• **TASK TO CARRY OUT**
Once the line with "word.copy_from_slice(&self.bytes[range]);" is found in the entries below, print it and each following line exactly, stopping after the line with "self.bytes[range].copy_from_slice(&value.to_le_bytes());"; print nothing else.

• **GIVEN DATA**
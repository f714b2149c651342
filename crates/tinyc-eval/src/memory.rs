//! Simulated linear memory.
//!
//! Same size and byte order as the compiled module's memory, with the same
//! bounds rule: an access traps unless all four bytes at
//! `base + offset` lie inside it.

use tinyc_codegen::types::MEMORY_PAGES;

use crate::error::{EvalError, EvalResult};

pub const PAGE_SIZE: usize = 65536;

#[derive(Debug, Clone)]
pub struct Memory {
    bytes: Vec<u8>,
}

impl Memory {
    pub fn new() -> Self {
        Self {
            bytes: vec![0; MEMORY_PAGES as usize * PAGE_SIZE],
        }
    }

    pub fn len(&self) -> usize {
        self.bytes.len()
    }

    pub fn is_empty(&self) -> bool {
        self.bytes.is_empty()
    }

    /// The base is reinterpreted as unsigned; the sum does not wrap.
    fn range(&self, base: i32, offset: u64) -> EvalResult<std::ops::Range<usize>> {
        let address = u64::from(base as u32) + offset;
        match usize::try_from(address) {
            Ok(start) if start + 4 <= self.bytes.len() => Ok(start..start + 4),
            _ => Err(EvalError::OutOfBounds { address }),
        }
    }

    pub fn load(&self, base: i32, offset: u64) -> EvalResult<i32> {
        let range = self.range(base, offset)?;
        let mut word = [0u8; 4];
        word.copy_from_slice(&self.bytes[range]);
        Ok(i32::from_le_bytes(word))
    }

    pub fn store(&mut self, base: i32, offset: u64, value: i32) -> EvalResult<()> {
        let range = self.range(base, offset)?;
        self.bytes[range].copy_from_slice(&value.to_le_bytes());
        Ok(())
    }
}

impl Default for Memory {
    fn default() -> Self {
        Self::new()
    }
}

• **RESULT BELOW**
        word.copy_from_slice(&self.bytes[range]);
        Ok(i32::from_le_bytes(word))
    }

    pub fn store(&mut self, base: i32, offset: u64, value: i32) -> EvalResult<()> {
        let range = self.range(base, offset)?;
        self.bytes[range].copy_from_slice(&value.to_le_bytes());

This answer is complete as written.